Gideon the Ninth through Lenormand

(Contains major spoilers for Gideon the Ninth by Tamsyn Muir, so if you’re planning to read it, you may want to come back later. Also, this post will make more sense if you know what happened in the book.)

I’d been hearing positive buzz about Gideon the Ninth for several months before it came out. Although the descriptions were catchy—”Lesbian necromancers explore a haunted gothic palace in space!”—I was having a hard time figuring out what the book was actually about. And while the cover was dramatic, it didn’t give me much of a feeling for the book, except that there would be skeletons involved. But friends were singing ecstatic (spoiler-free) praises of it, so I decided to take a chance on it. And because it was obviously about death and skeletons, I saved it for October.

Reading the book was slightly more planned than doing a reading about it. I’d done a story reading a few years ago for The Lord of the Rings, and it worked so impressively, I’d pretty much never dared another one. I’ve also used this layout for stuff I was writing. But I’d never tried doing a reading on a book before reading it. When I did this reading, I only knew what I could glean from the dust jacket summary. But even though the reading was pretty “accurate,” it’s not the sort of thing you get spoilers from.

Deck: Seventh Sphere Lenormand by Tina Gong (click to enlarge).
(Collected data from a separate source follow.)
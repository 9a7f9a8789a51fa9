//! Domain types for the highway segment registry.
//!
//! Values here enforce their invariants at construction time, so code that
//! receives them can trust their validity: a [`SegmentRequest`] always has
//! `final > initial >= 0`, a [`RouteNumber`] always renders as three digits,
//! and so on.

mod error;
mod geometry;
mod milepost;
mod record;
mod reference;
mod reference_date;
mod request;
mod route;
mod state_code;

pub use error::DomainError;
pub use geometry::{DocumentError, GeometryDocument};
pub use milepost::{InvalidMilepost, Milepost};
pub use record::{NewSegment, SegmentId, SegmentRecord};
pub use reference::{ReferenceData, Route, RouteId, State, StateId};
pub use reference_date::{InvalidReferenceDate, ReferenceDate};
pub use request::{Field, FieldErrors, SegmentForm, SegmentRequest};
pub use route::{InvalidRouteNumber, RouteNumber};
pub use state_code::{InvalidStateCode, StateCode};
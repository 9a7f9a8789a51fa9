//! In-memory record store.

use std::collections::BTreeMap;
use std::sync::RwLock;

use chrono::Utc;
use serde::{Deserialize, Serialize};

use crate::domain::{NewSegment, SegmentId, SegmentRecord};

use super::SegmentStore;
use super::error::StoreError;

/// The full contents of a store, as kept in memory and on disk.
#[derive(Debug, Clone, Default, Serialize, Deserialize)]
pub(crate) struct Snapshot {
    /// Next id to hand out. Ids are never reused, even after deletion.
    next_id: u64,
    records: BTreeMap<SegmentId, SegmentRecord>,
}

impl Snapshot {
    pub(crate) fn insert(&mut self, segment: NewSegment) -> SegmentRecord {
        self.next_id += 1;
        let id = SegmentId(self.next_id);
        let record = SegmentRecord::from_new(id, segment, Utc::now());
        self.records.insert(id, record.clone());
        record
    }

    pub(crate) fn remove(&mut self, id: SegmentId) -> Option<SegmentRecord> {
        self.records.remove(&id)
    }

    pub(crate) fn get(&self, id: SegmentId) -> Option<SegmentRecord> {
        self.records.get(&id).cloned()
    }

    /// Newest first.
    pub(crate) fn list(&self) -> Vec<SegmentRecord> {
        let mut records: Vec<SegmentRecord> = self.records.values().cloned().collect();
        records.sort_by(|a, b| b.created_at.cmp(&a.created_at).then(b.id.cmp(&a.id)));
        records
    }

    pub(crate) fn len(&self) -> usize {
        self.records.len()
    }
}

/// Record store that lives only as long as the process.
#[derive(Debug, Default)]
pub struct MemoryStore {
    inner: RwLock<Snapshot>,
}

impl MemoryStore {
    /// Create an empty store.
    pub fn new() -> Self {
        Self::default()
    }
}

impl SegmentStore for MemoryStore {
    fn create(&self, segment: NewSegment) -> Result<SegmentRecord, StoreError> {
        let mut guard = self.inner.write().map_err(|_| StoreError::Poisoned)?;
        Ok(guard.insert(segment))
    }

    fn get(&self, id: SegmentId) -> Result<Option<SegmentRecord>, StoreError> {
        let guard = self.inner.read().map_err(|_| StoreError::Poisoned)?;
        Ok(guard.get(id))
    }

    fn delete(&self, id: SegmentId) -> Result<Option<SegmentRecord>, StoreError> {
        let mut guard = self.inner.write().map_err(|_| StoreError::Poisoned)?;
        Ok(guard.remove(id))
    }

    fn list(&self) -> Result<Vec<SegmentRecord>, StoreError> {
        let guard = self.inner.read().map_err(|_| StoreError::Poisoned)?;
        Ok(guard.list())
    }

    fn len(&self) -> Result<usize, StoreError> {
        let guard = self.inner.read().map_err(|_| StoreError::Poisoned)?;
        Ok(guard.len())
    }
}

#[cfg(test)]
mod tests {
    use super::*;
    use crate::store::test_support::new_segment;

    #[test]
    fn create_assigns_increasing_ids() {
        let store = MemoryStore::new();
        let a = store.create(new_segment("B")).unwrap();
        let b = store.create(new_segment("C")).unwrap();

        assert_eq!(a.id, SegmentId(1));
        assert_eq!(b.id, SegmentId(2));
        assert_eq!(store.len().unwrap(), 2);
    }

    #[test]
    fn ids_not_reused_after_delete() {
        let store = MemoryStore::new();
        let a = store.create(new_segment("B")).unwrap();
        store.delete(a.id).unwrap();
        let b = store.create(new_segment("B")).unwrap();

        assert_eq!(b.id, SegmentId(2));
    }

    #[test]
    fn delete_reports_missing() {
        let store = MemoryStore::new();
        assert!(store.delete(SegmentId(42)).unwrap().is_none());

        let a = store.create(new_segment("B")).unwrap();
        let removed = store.delete(a.id).unwrap().unwrap();
        assert_eq!(removed.segment_type, "B");
        assert!(store.get(a.id).unwrap().is_none());
        assert_eq!(store.len().unwrap(), 0);
    }

    #[test]
    fn list_is_newest_first() {
        let store = MemoryStore::new();
        store.create(new_segment("first")).unwrap();
        store.create(new_segment("second")).unwrap();
        store.create(new_segment("third")).unwrap();

        let types: Vec<String> = store
            .list()
            .unwrap()
            .into_iter()
            .map(|r| r.segment_type)
            .collect();
        assert_eq!(types, ["third", "second", "first"]);
    }
}
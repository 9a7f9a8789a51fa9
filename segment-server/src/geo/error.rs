//! Geometry client error types.
//!
//! These never reach the registrar directly: every failure during an
//! acquisition is logged and folded into a [`FetchOutcome`](super::FetchOutcome).

/// Errors from the upstream HTTP transports.
#[derive(Debug, thiserror::Error)]
pub enum FetchError {
    /// HTTP request failed (connection refused, timeout, TLS, body read)
    #[error("HTTP error: {0}")]
    Http(#[from] reqwest::Error),

    /// Client misconfigured
    #[error("not configured: {0}")]
    NotConfigured(String),
}

#[cfg(test)]
mod tests {
    use super::*;

    #[test]
    fn error_display() {
        let err = FetchError::NotConfigured("at least two endpoints are required".into());
        assert_eq!(
            err.to_string(),
            "not configured: at least two endpoints are required"
        );
    }
}
//! Askama templates for the web frontend.

use askama::Template;

use crate::domain::{Field, FieldErrors, ReferenceData, SegmentForm};
use crate::registrar::SegmentListing;

// ============================================================================
// Page Templates (extend base.html)
// ============================================================================

/// Segment listing with the registration form.
#[derive(Template)]
#[template(path = "segments.html")]
pub struct SegmentsTemplate {
    pub segments: Vec<SegmentRow>,
    pub states: Vec<OptionView>,
    pub routes: Vec<OptionView>,
    pub form: SegmentForm,
    pub errors: FormErrorsView,
    /// The single fetch error message, if the last submission failed upstream
    pub fetch_error: Option<String>,
    pub notice: Option<String>,
}

/// Error page.
#[derive(Template)]
#[template(path = "error.html")]
pub struct ErrorTemplate {
    pub title: String,
    pub message: String,
}

// ============================================================================
// View Models (for templates)
// ============================================================================

/// One row of the segment table.
#[derive(Debug, Clone)]
pub struct SegmentRow {
    pub id: u64,
    pub reference_date: String,
    pub state: String,
    pub route: String,
    pub segment_type: String,
    pub initial_milepost: String,
    pub final_milepost: String,
    pub geometry_type: String,
}

impl SegmentRow {
    /// Create from a listing; missing references show as `?`.
    pub fn from_listing(listing: &SegmentListing) -> Self {
        let record = &listing.record;
        Self {
            id: record.id.0,
            reference_date: record.reference_date.date().format("%d/%m/%Y").to_string(),
            state: listing
                .state
                .as_ref()
                .map(|s| s.code.to_string())
                .unwrap_or_else(|| "?".to_string()),
            route: listing
                .route
                .as_ref()
                .map(|r| format!("BR-{}", r.number))
                .unwrap_or_else(|| "?".to_string()),
            segment_type: record.segment_type.clone(),
            initial_milepost: record.initial_milepost.query_value(),
            final_milepost: record.final_milepost.query_value(),
            geometry_type: record
                .geometry
                .geometry()
                .and_then(|g| g.get("type"))
                .and_then(|t| t.as_str())
                .unwrap_or("unknown")
                .to_string(),
        }
    }
}

/// An `<option>` in a select box.
#[derive(Debug, Clone)]
pub struct OptionView {
    pub value: String,
    pub label: String,
    pub selected: bool,
}

/// Per-field validation messages.
#[derive(Debug, Clone, Default)]
pub struct FormErrorsView {
    pub reference_date: Option<String>,
    pub state_id: Option<String>,
    pub route_id: Option<String>,
    pub segment_type: Option<String>,
    pub initial_milepost: Option<String>,
    pub final_milepost: Option<String>,
}

impl FormErrorsView {
    pub fn from_errors(errors: &FieldErrors) -> Self {
        let get = |field| errors.get(field).map(str::to_string);
        Self {
            reference_date: get(Field::ReferenceDate),
            state_id: get(Field::StateId),
            route_id: get(Field::RouteId),
            segment_type: get(Field::SegmentType),
            initial_milepost: get(Field::InitialMilepost),
            final_milepost: get(Field::FinalMilepost),
        }
    }
}

impl SegmentsTemplate {
    /// Build the page. `form` is echoed back into the inputs.
    pub fn new(
        listings: &[SegmentListing],
        reference: &ReferenceData,
        form: SegmentForm,
        errors: Option<&FieldErrors>,
        fetch_error: Option<&str>,
        notice: Option<&str>,
    ) -> Self {
        let selected_state = form.state_id.trim().to_string();
        let selected_route = form.route_id.trim().to_string();

        let states = reference
            .states()
            .iter()
            .map(|s| {
                let value = s.id.to_string();
                OptionView {
                    selected: value == selected_state,
                    label: format!("{} ({})", s.name, s.code),
                    value,
                }
            })
            .collect();

        let routes = reference
            .routes()
            .iter()
            .map(|r| {
                let value = r.id.to_string();
                OptionView {
                    selected: value == selected_route,
                    label: format!("BR-{}", r.number),
                    value,
                }
            })
            .collect();

        Self {
            segments: listings.iter().map(SegmentRow::from_listing).collect(),
            states,
            routes,
            form,
            errors: errors.map(FormErrorsView::from_errors).unwrap_or_default(),
            fetch_error: fetch_error.map(str::to_string),
            notice: notice.map(str::to_string),
        }
    }
}

/// Text for a `?notice=` key. Unknown keys show nothing.
pub fn notice_message(key: Option<&str>) -> Option<&'static str> {
    match key {
        Some("created") => Some("Segment registered successfully!"),
        Some("removed") => Some("Segment removed."),
        _ => None,
    }
}

#[cfg(test)]
mod tests {
    use super::*;
    use crate::domain::SegmentRequest;

    fn form() -> SegmentForm {
        SegmentForm {
            reference_date: "2024-03-15".into(),
            state_id: "13".into(),
            route_id: "4".into(),
            segment_type: "B".into(),
            initial_milepost: "5".into(),
            final_milepost: "5".into(),
        }
    }

    #[test]
    fn preserves_input_and_selection() {
        let reference = ReferenceData::seeded();
        let errors = SegmentRequest::validate(&form(), &reference).unwrap_err();

        let page = SegmentsTemplate::new(&[], &reference, form(), Some(&errors), None, None);

        assert_eq!(page.form.final_milepost, "5");
        assert!(page.errors.final_milepost.is_some());
        assert!(page.errors.segment_type.is_none());
        let selected: Vec<&str> = page
            .states
            .iter()
            .filter(|s| s.selected)
            .map(|s| s.label.as_str())
            .collect();
        assert_eq!(selected, ["Minas Gerais (MG)"]);
        assert!(page.routes.iter().any(|r| r.selected && r.label == "BR-040"));
    }

    #[test]
    fn renders_fetch_error_and_input() {
        let reference = ReferenceData::seeded();
        let page = SegmentsTemplate::new(
            &[],
            &reference,
            form(),
            None,
            Some("Could not obtain the segment geometry"),
            None,
        );

        let html = page.render().unwrap();
        assert!(html.contains("Could not obtain the segment geometry"));
        assert!(html.contains("value=\"2024-03-15\""));
    }

    #[test]
    fn notices() {
        assert_eq!(
            notice_message(Some("created")),
            Some("Segment registered successfully!")
        );
        assert_eq!(notice_message(Some("removed")), Some("Segment removed."));
        assert_eq!(notice_message(Some("<script>")), None);
        assert_eq!(notice_message(None), None);
    }
}
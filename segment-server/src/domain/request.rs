//! Segment submissions: raw form input and its validated form.

use std::collections::BTreeMap;
use std::fmt;

use serde::{Deserialize, Serialize};

use super::milepost::Milepost;
use super::reference::{ReferenceData, Route, RouteId, State, StateId};
use super::reference_date::ReferenceDate;

/// Raw, unvalidated submission exactly as the user typed it.
///
/// Every field is text so the original input can always be re-offered on
/// failure, including values that did not parse.
#[derive(Debug, Clone, Default, PartialEq, Eq, Serialize, Deserialize)]
#[serde(default)]
pub struct SegmentForm {
    pub reference_date: String,
    pub state_id: String,
    pub route_id: String,
    pub segment_type: String,
    pub initial_milepost: String,
    pub final_milepost: String,
}

/// A form field that can carry a validation error.
#[derive(Debug, Clone, Copy, PartialEq, Eq, PartialOrd, Ord, Hash, Serialize)]
#[serde(rename_all = "snake_case")]
pub enum Field {
    ReferenceDate,
    StateId,
    RouteId,
    SegmentType,
    InitialMilepost,
    FinalMilepost,
}

impl Field {
    /// The form field name.
    pub fn name(&self) -> &'static str {
        match self {
            Field::ReferenceDate => "reference_date",
            Field::StateId => "state_id",
            Field::RouteId => "route_id",
            Field::SegmentType => "segment_type",
            Field::InitialMilepost => "initial_milepost",
            Field::FinalMilepost => "final_milepost",
        }
    }
}

impl fmt::Display for Field {
    fn fmt(&self, f: &mut fmt::Formatter<'_>) -> fmt::Result {
        f.write_str(self.name())
    }
}

/// Field-level validation errors, at most one message per field.
#[derive(Debug, Clone, Default, PartialEq, Eq, Serialize)]
#[serde(transparent)]
pub struct FieldErrors(BTreeMap<Field, String>);

impl FieldErrors {
    fn add(&mut self, field: Field, message: impl Into<String>) {
        self.0.entry(field).or_insert_with(|| message.into());
    }

    /// The message for a field, if it failed.
    pub fn get(&self, field: Field) -> Option<&str> {
        self.0.get(&field).map(String::as_str)
    }

    /// Whether any field failed.
    pub fn is_empty(&self) -> bool {
        self.0.is_empty()
    }

    /// Number of failing fields.
    pub fn len(&self) -> usize {
        self.0.len()
    }

    /// Failing fields with their messages, in form order.
    pub fn iter(&self) -> impl Iterator<Item = (Field, &str)> {
        self.0.iter().map(|(field, msg)| (*field, msg.as_str()))
    }
}

/// A validated segment submission with its references resolved.
///
/// Construction goes through [`SegmentRequest::validate`], so a value of this
/// type always satisfies `final_milepost > initial_milepost >= 0`.
#[derive(Debug, Clone, PartialEq)]
pub struct SegmentRequest {
    reference_date: ReferenceDate,
    state: State,
    route: Route,
    segment_type: String,
    initial_milepost: Milepost,
    final_milepost: Milepost,
}

impl SegmentRequest {
    /// Validate a raw submission against the reference data.
    ///
    /// Every field is checked so that all problems are reported at once.
    pub fn validate(form: &SegmentForm, reference: &ReferenceData) -> Result<Self, FieldErrors> {
        let mut errors = FieldErrors::default();

        let reference_date = required(&form.reference_date, Field::ReferenceDate, &mut errors)
            .and_then(|raw| match ReferenceDate::parse(raw) {
                Ok(date) => Some(date),
                Err(_) => {
                    errors.add(Field::ReferenceDate, "The reference date is not a valid date.");
                    None
                }
            });

        let state = required(&form.state_id, Field::StateId, &mut errors).and_then(|raw| {
            let found = raw
                .parse()
                .ok()
                .and_then(|id| reference.state(StateId(id)));
            if found.is_none() {
                errors.add(Field::StateId, "The selected state is invalid.");
            }
            found.cloned()
        });

        let route = required(&form.route_id, Field::RouteId, &mut errors).and_then(|raw| {
            let found = raw
                .parse()
                .ok()
                .and_then(|id| reference.route(RouteId(id)));
            if found.is_none() {
                errors.add(Field::RouteId, "The selected route is invalid.");
            }
            found.cloned()
        });

        let segment_type =
            required(&form.segment_type, Field::SegmentType, &mut errors).map(str::to_string);

        let initial_milepost = required(&form.initial_milepost, Field::InitialMilepost, &mut errors)
            .and_then(|raw| match Milepost::parse(raw) {
                Ok(m) => Some(m),
                Err(_) => {
                    errors.add(
                        Field::InitialMilepost,
                        "The initial milepost must be a number of at least 0.",
                    );
                    None
                }
            });

        let final_milepost = required(&form.final_milepost, Field::FinalMilepost, &mut errors)
            .and_then(|raw| match Milepost::parse(raw) {
                Ok(m) => Some(m),
                Err(_) => {
                    errors.add(Field::FinalMilepost, "The final milepost must be a number.");
                    None
                }
            });

        if let (Some(initial), Some(fin)) = (initial_milepost, final_milepost) {
            if fin.metres() <= initial.metres() {
                errors.add(
                    Field::FinalMilepost,
                    "The final milepost must be greater than the initial milepost.",
                );
            }
        }

        match (
            reference_date,
            state,
            route,
            segment_type,
            initial_milepost,
            final_milepost,
        ) {
            (Some(reference_date), Some(state), Some(route), Some(segment_type), Some(i), Some(f))
                if errors.is_empty() =>
            {
                Ok(Self {
                    reference_date,
                    state,
                    route,
                    segment_type,
                    initial_milepost: i,
                    final_milepost: f,
                })
            }
            _ => Err(errors),
        }
    }

    pub fn reference_date(&self) -> &ReferenceDate {
        &self.reference_date
    }

    pub fn state(&self) -> &State {
        &self.state
    }

    pub fn route(&self) -> &Route {
        &self.route
    }

    pub fn segment_type(&self) -> &str {
        &self.segment_type
    }

    pub fn initial_milepost(&self) -> Milepost {
        self.initial_milepost
    }

    pub fn final_milepost(&self) -> Milepost {
        self.final_milepost
    }
}

/// Trimmed value of a required field, recording an error when blank.
fn required<'a>(raw: &'a str, field: Field, errors: &mut FieldErrors) -> Option<&'a str> {
    let trimmed = raw.trim();
    if trimmed.is_empty() {
        errors.add(field, format!("The {} field is required.", field.name().replace('_', " ")));
        None
    } else {
        Some(trimmed)
    }
}

#[cfg(test)]
mod tests {
    use super::*;

    fn form() -> SegmentForm {
        SegmentForm {
            reference_date: "2024-03-15".into(),
            state_id: "13".into(),
            route_id: "4".into(),
            segment_type: "B".into(),
            initial_milepost: "10".into(),
            final_milepost: "25.5".into(),
        }
    }

    #[test]
    fn valid_form_resolves_references() {
        let reference = ReferenceData::seeded();
        let request = SegmentRequest::validate(&form(), &reference).unwrap();

        assert_eq!(request.reference_date().as_str(), "2024-03-15");
        assert_eq!(request.state().code.as_str(), "MG");
        assert_eq!(request.route().number.query_value(), "040");
        assert_eq!(request.segment_type(), "B");
        assert_eq!(request.initial_milepost().km(), 10.0);
        assert_eq!(request.final_milepost().km(), 25.5);
    }

    #[test]
    fn inputs_are_trimmed() {
        let reference = ReferenceData::seeded();
        let mut form = form();
        form.segment_type = "  B  ".into();
        form.state_id = " 13 ".into();

        let request = SegmentRequest::validate(&form, &reference).unwrap();
        assert_eq!(request.segment_type(), "B");
    }

    #[test]
    fn empty_form_reports_every_field() {
        let reference = ReferenceData::seeded();
        let errors = SegmentRequest::validate(&SegmentForm::default(), &reference).unwrap_err();

        assert_eq!(errors.len(), 6);
        assert_eq!(
            errors.get(Field::SegmentType),
            Some("The segment type field is required.")
        );
    }

    #[test]
    fn final_must_exceed_initial() {
        let reference = ReferenceData::seeded();

        let mut equal = form();
        equal.final_milepost = "10.000".into();
        let errors = SegmentRequest::validate(&equal, &reference).unwrap_err();
        assert_eq!(errors.len(), 1);
        assert!(errors.get(Field::FinalMilepost).is_some());

        let mut reversed = form();
        reversed.initial_milepost = "30".into();
        let errors = SegmentRequest::validate(&reversed, &reference).unwrap_err();
        assert!(errors.get(Field::FinalMilepost).is_some());
    }

    #[test]
    fn mileposts_equal_at_metre_precision_rejected() {
        let reference = ReferenceData::seeded();
        let mut form = form();
        form.initial_milepost = "5.0001".into();
        form.final_milepost = "5.0002".into();

        let errors = SegmentRequest::validate(&form, &reference).unwrap_err();
        assert_eq!(
            errors.get(Field::FinalMilepost),
            Some("The final milepost must be greater than the initial milepost.")
        );

        form.final_milepost = "5.001".into();
        assert!(SegmentRequest::validate(&form, &reference).is_ok());
    }

    #[test]
    fn huge_milepost_rejected() {
        let reference = ReferenceData::seeded();
        let mut form = form();
        form.final_milepost = "100000000000000000000000".into();

        let errors = SegmentRequest::validate(&form, &reference).unwrap_err();
        assert!(errors.get(Field::FinalMilepost).is_some());
    }

    #[test]
    fn negative_initial_rejected() {
        let reference = ReferenceData::seeded();
        let mut form = form();
        form.initial_milepost = "-1".into();

        let errors = SegmentRequest::validate(&form, &reference).unwrap_err();
        assert!(errors.get(Field::InitialMilepost).is_some());
        assert!(errors.get(Field::FinalMilepost).is_none());
    }

    #[test]
    fn unknown_references_rejected() {
        let reference = ReferenceData::seeded();
        let mut form = form();
        form.state_id = "99".into();
        form.route_id = "abc".into();

        let errors = SegmentRequest::validate(&form, &reference).unwrap_err();
        assert_eq!(errors.get(Field::StateId), Some("The selected state is invalid."));
        assert_eq!(errors.get(Field::RouteId), Some("The selected route is invalid."));
    }

    #[test]
    fn bad_date_rejected() {
        let reference = ReferenceData::seeded();
        let mut form = form();
        form.reference_date = "next tuesday".into();

        let errors = SegmentRequest::validate(&form, &reference).unwrap_err();
        assert_eq!(
            errors.get(Field::ReferenceDate),
            Some("The reference date is not a valid date.")
        );
    }

    #[test]
    fn errors_serialize_by_field_name() {
        let reference = ReferenceData::seeded();
        let mut form = form();
        form.segment_type = String::new();

        let errors = SegmentRequest::validate(&form, &reference).unwrap_err();
        let json = serde_json::to_value(&errors).unwrap();
        assert_eq!(json["segment_type"], "The segment type field is required.");
    }
}
//! The date a segment's geometry refers to.

use std::fmt;

use chrono::NaiveDate;
use serde::{Deserialize, Serialize};

/// Accepted input formats: ISO (HTML date inputs) and day-first.
const FORMATS: [&str; 2] = ["%Y-%m-%d", "%d/%m/%Y"];

/// Error returned for an unparseable reference date.
#[derive(Debug, Clone, PartialEq, Eq, thiserror::Error)]
#[error("invalid reference date: {input:?}")]
pub struct InvalidReferenceDate {
    input: String,
}

/// A validated calendar date that remembers how the caller wrote it.
///
/// The upstream service receives the date exactly as submitted, so the raw
/// text is kept alongside the parsed value.
#[derive(Clone, PartialEq, Eq, Serialize, Deserialize)]
#[serde(try_from = "String", into = "String")]
pub struct ReferenceDate {
    raw: String,
    date: NaiveDate,
}

impl ReferenceDate {
    /// Parse `YYYY-MM-DD` or `DD/MM/YYYY`.
    pub fn parse(s: &str) -> Result<Self, InvalidReferenceDate> {
        let raw = s.trim();
        FORMATS
            .iter()
            .find_map(|format| NaiveDate::parse_from_str(raw, format).ok())
            .map(|date| Self {
                raw: raw.to_string(),
                date,
            })
            .ok_or_else(|| InvalidReferenceDate {
                input: s.to_string(),
            })
    }

    /// The date as the caller wrote it (trimmed).
    pub fn as_str(&self) -> &str {
        &self.raw
    }

    /// The parsed calendar date.
    pub fn date(&self) -> NaiveDate {
        self.date
    }
}

impl TryFrom<String> for ReferenceDate {
    type Error = InvalidReferenceDate;

    fn try_from(value: String) -> Result<Self, Self::Error> {
        Self::parse(&value)
    }
}

impl From<ReferenceDate> for String {
    fn from(date: ReferenceDate) -> Self {
        date.raw
    }
}

impl fmt::Debug for ReferenceDate {
    fn fmt(&self, f: &mut fmt::Formatter<'_>) -> fmt::Result {
        write!(f, "ReferenceDate({})", self.date)
    }
}

impl fmt::Display for ReferenceDate {
    fn fmt(&self, f: &mut fmt::Formatter<'_>) -> fmt::Result {
        f.write_str(&self.raw)
    }
}
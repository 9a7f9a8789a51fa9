//! Mapping a validated request onto the upstream query string.

use crate::domain::SegmentRequest;

/// Classification code meaning "unspecified".
pub const UNSPECIFIED_CLASSIFICATION: &str = "null";

/// Query parameters for the line-spatialisation endpoint.
///
/// Pure data: building one does no I/O, and the same value is sent to every
/// endpoint and to the fallback transport.
#[derive(Debug, Clone, PartialEq, Eq)]
pub struct GeometryQuery {
    /// Route number, zero-padded to three digits (`br`)
    pub route: String,
    /// Segment type, verbatim (`tipo`)
    pub segment_type: String,
    /// State short code (`uf`)
    pub state: String,
    /// Classification code (`cd_tipo`)
    pub classification: String,
    /// Reference date as the caller wrote it (`data`)
    pub date: String,
    /// Initial milepost with three fractional digits (`kmi`)
    pub initial_km: String,
    /// Final milepost with three fractional digits (`kmf`)
    pub final_km: String,
}

impl GeometryQuery {
    /// Build the query for a validated request.
    pub fn from_request(request: &SegmentRequest) -> Self {
        Self {
            route: request.route().number.query_value(),
            segment_type: request.segment_type().to_string(),
            state: request.state().code.as_str().to_string(),
            classification: UNSPECIFIED_CLASSIFICATION.to_string(),
            date: request.reference_date().as_str().to_string(),
            initial_km: request.initial_milepost().query_value(),
            final_km: request.final_milepost().query_value(),
        }
    }

    /// Name/value pairs in wire order.
    pub fn pairs(&self) -> [(&'static str, &str); 7] {
        [
            ("br", &self.route),
            ("tipo", &self.segment_type),
            ("uf", &self.state),
            ("cd_tipo", &self.classification),
            ("data", &self.date),
            ("kmi", &self.initial_km),
            ("kmf", &self.final_km),
        ]
    }
}

#[cfg(test)]
mod tests {
    use super::*;
    use crate::domain::{ReferenceData, SegmentForm};

    fn request(route_id: &str, initial: &str, fin: &str) -> SegmentRequest {
        let form = SegmentForm {
            reference_date: "15/03/2024".into(),
            state_id: "25".into(),
            route_id: route_id.into(),
            segment_type: "B".into(),
            initial_milepost: initial.into(),
            final_milepost: fin.into(),
        };
        SegmentRequest::validate(&form, &ReferenceData::seeded()).unwrap()
    }

    #[test]
    fn maps_every_parameter() {
        let query = GeometryQuery::from_request(&request("1", "5", "12.3456"));

        assert_eq!(query.route, "010");
        assert_eq!(query.segment_type, "B");
        assert_eq!(query.state, "SP");
        assert_eq!(query.classification, "null");
        assert_eq!(query.date, "15/03/2024");
        assert_eq!(query.initial_km, "5.000");
        assert_eq!(query.final_km, "12.346");
    }

    #[test]
    fn pairs_use_upstream_names() {
        let query = GeometryQuery::from_request(&request("9", "0", "1"));
        let names: Vec<&str> = query.pairs().iter().map(|(name, _)| *name).collect();
        assert_eq!(names, ["br", "tipo", "uf", "cd_tipo", "data", "kmi", "kmf"]);
        assert_eq!(query.pairs()[0], ("br", "251"));
    }
}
I like the Seventh Sphere Lenormand, but the card titles can be difficult to read. Here is a text-only version of the layout:

18-Dog, 31-Sun29-Anima, 24-Heart1-Rider, 7-Snake
15-Bear, 12-Birds23-Mice, 27-Letter6-Clouds, 10-Scythe
14-Fox, 11-Whip28-Animus, 8-Coffin32-Moon, 17-Stork

The Card Pairs

18-Dog, 31-Sun: Common keywords for the Dog include loyal and friend. But in this deck, the dog pictured reminds me more of a guard dog than a household pet. Paired with the Sun, I read this as a good servant as well as a good friend, and with that, I think of the cavaliers generally. The idea of the good servant comes up again and again in Gideon the Ninth as we meet the necromancers and their cavaliers. Obviously, we see a lot of the prickly relationship between Harrow and Gideon. The Third and Eighth Houses also have tense relationships between their necromancers and cavaliers. But other Houses show more amicable (or at least less fraught) pairings: the military hierarchy of the Second House, the happily married couple of the Fifth House, strong friendships in the Fourth and Sixth Houses. There’s even the hint of the long-ago loyalty of the cavalier Loveday to then-necromancer Cyntherea. And at the end, Harrow agrees to serve the Emperor as a Lyctor, even though her world has just fallen apart.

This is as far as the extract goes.